El tiempo pasó y el deber inevitablemente interrumpió mi trabajo de observación: mesas por limpiar, pedidos por entregar y otros comensales que atender me privaron de contemplar a la mujer que parecía esperar. Sin embargo, esta vez quise hacer algo diferente. Antes de que ella se fuera, quería hablarle, quería saber qué era para ella este ritual. No era de mi incumbencia, en lo absoluto, pero su rutinaria presencia era un misterio para mí. Le pedí a su mesera que me permitiera llevar la cuenta cuando fuera solicitada, a lo que accedió sin problema, no sin antes mirarme con un poco de duda y, tal vez, burla. Miré el reloj: 09:40 p.m., ya no faltaba mucho, así que estuve al pendiente para cuando mi compañera me llamara.

A las 09:49 p.m., la mujer miró a su mesera, alzó su mano y firmó el aire. Unos segundos después pude escuchar cómo su ticket estaba siendo impreso. Corrí al mostrador con el portacuentas en mano, tomé el papel y caminé hacia la mesa. El estómago se hacía un nudo más tenso con cada paso y mi corazón se aceleró conforme más cerca estaba de mi destino. Formulé mil y una preguntas en mi cabeza y buscaba la mejor opción. Este era mi momento, hoy era el día en el que descubriría el misterio de la mujer que llegaba a las ocho. Respiré hondo antes de llegar, extendí el brazo para entregarle la cuenta y fue entonces cuando nos miramos fija y directamente. 

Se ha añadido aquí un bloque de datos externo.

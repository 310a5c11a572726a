use std::sync::Arc;

use tracing::{debug, info, warn};

use crate::batch::{
    BatchIngestionPayload, BatchRecord, IngestBatchInput, IngestBatchOutcome, IngestionBatch,
};
use crate::error::{DomainError, DomainResult};
use crate::events::EventPublisher;
use crate::gateway::{GatewayTransaction, PersistenceGateway};
use crate::measurement::MeasurementRecord;
use crate::quantity::ensure_measurement_value;

/// Maximum accepted length of a client batch token, after trimming.
pub const MAX_CLIENT_BATCH_ID_CHARS: usize = 128;
/// Maximum number of measurements accepted in one batch.
pub const MAX_BATCH_MEASUREMENTS: usize = 100;

/// Coordinates idempotent batch ingestion: duplicate detection by client
/// token, atomic bulk insert, conflict classification and recovery from a
/// lost uniqueness race at the store.
pub struct BatchIngestionService {
    gateway: Arc<dyn PersistenceGateway>,
    publisher: Arc<dyn EventPublisher>,
}

impl BatchIngestionService {
    pub fn new(gateway: Arc<dyn PersistenceGateway>, publisher: Arc<dyn EventPublisher>) -> Self {
        Self { gateway, publisher }
    }

    /// Ingest a batch of measurements under the caller's idempotency token.
    ///
    /// Resubmitting the same token for the same site returns the `Duplicate`
    /// outcome without writing rows; the same token for a different site is a
    /// terminal `ClientBatchConflict`. Exactly one of N concurrent callers
    /// with the same token observes `Created`.
    pub async fn ingest_batch(&self, input: IngestBatchInput) -> DomainResult<IngestBatchOutcome> {
        let input = validate_ingest_input(input)?;

        debug!(
            site_id = %input.site_id,
            client_batch_id = %input.client_batch_id,
            measurement_count = input.measurements.len(),
            "Ingesting measurement batch"
        );

        let outcome = match self.attempt_ingest(&input).await {
            Ok(outcome) => outcome,
            // Another transaction won the token race and committed first.
            // Re-read the winner and fall back to the duplicate/conflict
            // classification instead of surfacing a storage error.
            Err(DomainError::DuplicateClientBatchId(_)) => {
                self.recover_lost_token_race(&input).await?
            }
            // Any other failure is propagated unchanged; no retry here.
            Err(other) => return Err(other),
        };

        if let IngestBatchOutcome::Created(payload) = &outcome {
            info!(
                batch_id = %payload.batch_id,
                site_id = %payload.site_id,
                inserted_count = payload.inserted_count,
                status = %payload.current_compliance_status,
                "Measurement batch ingested"
            );
            // Post-commit, fire-and-forget: delivery failures never fail the
            // ingestion call, and duplicates never re-emit.
            if let Err(err) = self.publisher.batch_ingested(payload).await {
                warn!(
                    batch_id = %payload.batch_id,
                    error = %err,
                    "Failed to publish measurement.batch_ingested event"
                );
            }
        }

        Ok(outcome)
    }

    /// Single ingestion attempt inside one transaction. Dropping the
    /// transaction on any early return rolls back everything staged so far.
    async fn attempt_ingest(&self, input: &IngestBatchInput) -> DomainResult<IngestBatchOutcome> {
        let mut txn = self.gateway.begin().await?;

        if txn.find_site(&input.site_id).await?.is_none() {
            return Ok(IngestBatchOutcome::SiteNotFound);
        }

        if let Some(existing) = txn
            .find_batch_by_client_token(&input.client_batch_id)
            .await?
        {
            if existing.site_id != input.site_id {
                debug!(
                    client_batch_id = %input.client_batch_id,
                    existing_site_id = %existing.site_id,
                    "Client batch token already bound to another site"
                );
                return Ok(IngestBatchOutcome::ClientBatchConflict {
                    existing_site_id: existing.site_id,
                });
            }

            let payload = build_payload(txn.as_mut(), &existing, None).await?;
            txn.commit().await?;
            return Ok(IngestBatchOutcome::Duplicate(payload));
        }

        let batch = txn
            .insert_batch(BatchRecord {
                id: xid::new().to_string(),
                site_id: input.site_id.clone(),
                client_batch_id: input.client_batch_id.clone(),
            })
            .await?;

        let records: Vec<MeasurementRecord> = input
            .measurements
            .iter()
            .map(|m| MeasurementRecord {
                id: xid::new().to_string(),
                site_id: input.site_id.clone(),
                batch_id: Some(batch.id.clone()),
                measured_at: m.measured_at,
                emission_value: m.emission_value,
                unit: m.unit,
                raw_payload: m.raw_payload.clone(),
            })
            .collect();

        let inserted_count = txn.insert_many_measurements(records).await?;
        txn.mark_batch_processed(&batch.id).await?;

        let payload = build_payload(txn.as_mut(), &batch, Some(inserted_count)).await?;
        txn.commit().await?;

        Ok(IngestBatchOutcome::Created(payload))
    }

    /// The losing side of the token race: the store rejected our batch insert
    /// because a concurrent transaction committed the same token first.
    /// Re-fetch the committed batch outside the failed transaction and treat
    /// it exactly like a duplicate resubmission (or a conflict if the token
    /// belongs to another site).
    async fn recover_lost_token_race(
        &self,
        input: &IngestBatchInput,
    ) -> DomainResult<IngestBatchOutcome> {
        debug!(
            client_batch_id = %input.client_batch_id,
            "Lost client batch token race, re-reading committed batch"
        );

        let existing = self
            .gateway
            .find_batch_by_client_token(&input.client_batch_id)
            .await?
            .ok_or_else(|| DomainError::DuplicateClientBatchId(input.client_batch_id.clone()))?;

        if existing.site_id != input.site_id {
            return Ok(IngestBatchOutcome::ClientBatchConflict {
                existing_site_id: existing.site_id,
            });
        }

        let mut txn = self.gateway.begin().await?;
        let payload = build_payload(txn.as_mut(), &existing, None).await?;
        txn.commit().await?;

        Ok(IngestBatchOutcome::Duplicate(payload))
    }
}

/// Build the ingestion payload for a new or pre-existing batch. The inserted
/// count is known directly on the create path; duplicate and race-recovery
/// paths recount, since this coordinator did not itself insert those rows.
/// The aggregate is read inside the same transaction, after any inserts it
/// reports on, so the caller never sees a stale total.
async fn build_payload(
    txn: &mut dyn GatewayTransaction,
    batch: &IngestionBatch,
    inserted_count: Option<u64>,
) -> DomainResult<BatchIngestionPayload> {
    let inserted_count = match inserted_count {
        Some(count) => count,
        None => txn.count_measurements_for_batch(&batch.id).await?,
    };

    let aggregate = txn.site_aggregate(&batch.site_id).await?.ok_or_else(|| {
        DomainError::Integrity(format!(
            "site {} missing while building ingestion payload for batch {}",
            batch.site_id, batch.id
        ))
    })?;

    Ok(BatchIngestionPayload {
        batch_id: batch.id.clone(),
        site_id: batch.site_id.clone(),
        client_batch_id: batch.client_batch_id.clone(),
        inserted_count,
        received_at: batch.received_at,
        total_emissions_to_date: aggregate.total_emissions_to_date,
        last_measurement_at: aggregate.last_measurement_at,
        current_compliance_status: aggregate.current_compliance_status,
    })
}

/// Defensive validation of an already-schema-validated request. Trims the
/// client token and re-checks the bounds the transport layer promised.
fn validate_ingest_input(mut input: IngestBatchInput) -> DomainResult<IngestBatchInput> {
    if input.site_id.trim().is_empty() {
        return Err(DomainError::ValidationError(
            "site_id cannot be empty".to_string(),
        ));
    }

    let token = input.client_batch_id.trim().to_string();
    let token_chars = token.chars().count();
    if token_chars == 0 || token_chars > MAX_CLIENT_BATCH_ID_CHARS {
        return Err(DomainError::ValidationError(format!(
            "client_batch_id must be 1-{MAX_CLIENT_BATCH_ID_CHARS} characters after trimming"
        )));
    }

    if input.measurements.is_empty() || input.measurements.len() > MAX_BATCH_MEASUREMENTS {
        return Err(DomainError::ValidationError(format!(
            "a batch must contain 1-{MAX_BATCH_MEASUREMENTS} measurements"
        )));
    }

    for measurement in &input.measurements {
        ensure_measurement_value(measurement.emission_value)?;
    }

    input.client_batch_id = token;
    Ok(input)
}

No puedo explicar qué fue. Su mirada, humedecida por las lágrimas que seguramente derramó durante su estancia, expresó una emoción tan nostálgica y anhelante, que incluso yo, una persona cuya empatía brilla por su ausencia, comprendí. Justo en el momento en el que nuestros ojos se encontraron, cuando por fin vi esos hermosos ojos, sentí una presión en el pecho inmensa que redujo mi ser y me transportó a su emoción. Podía jurar que sentí lo que ella sentía en ese momento: la tristeza, la desesperanza, la angustia, el dolor… todo espolvoreado con pizcas de anhelo vacío, de fe ciega, de un optimismo casi infantil que no lograban equipararse a los sentimientos que intentaban cubrir. Lo peor de todo fue que la mujer no dejó de sonreír cuando tomó su cuenta de mi paralizada mano y dejó el dinero. Necesitaba cambio, así que, sin decir nada, recibí el pago y fui a la caja.

Me impresionó el caos en el que me convirtió en una fracción de segundo. Ni siquiera supe qué decir. No pude hacer las preguntas que rondaron mi mente durante su visita. Ahora, y a punto de irse por 30 días más, no tuve mejor idea que dejarle una nota. Tomé un trozo de papel y una pluma, escribí una breve línea y doblé la hoja por la mitad. Junto con el cambio, caminé hacia la mujer y dejé ambas cosas sobre su mesa. Sonreí como pude y huí a la parte trasera del local, esperando que se fuera. Ni siquiera me aseguré de que leyera mi mensaje; simplemente me fui.

Pasaron varios minutos antes de que tomara el valor suficiente para volver. El reloj ya marcaba las diez con cinco, por lo que era seguro que la mujer ya no estuviera. Cuando regresé al comedor, la mesera se acercó, extendió su mano y me dio una nota. La mujer, antes de irse, se la entregó a mi compañera y le pidió que me la diera. En el papel, con una caligrafía propia de una dama, se podía leer un conciso: “Gracias”, amable y cordial. Como no esperaba recibir una respuesta, simplemente sonreí y guardé la nota en mi bolsillo. En treinta días la volveré a ver, no sé por cuánto tiempo más, pero estaré justo aquí esperando verla como cada 27.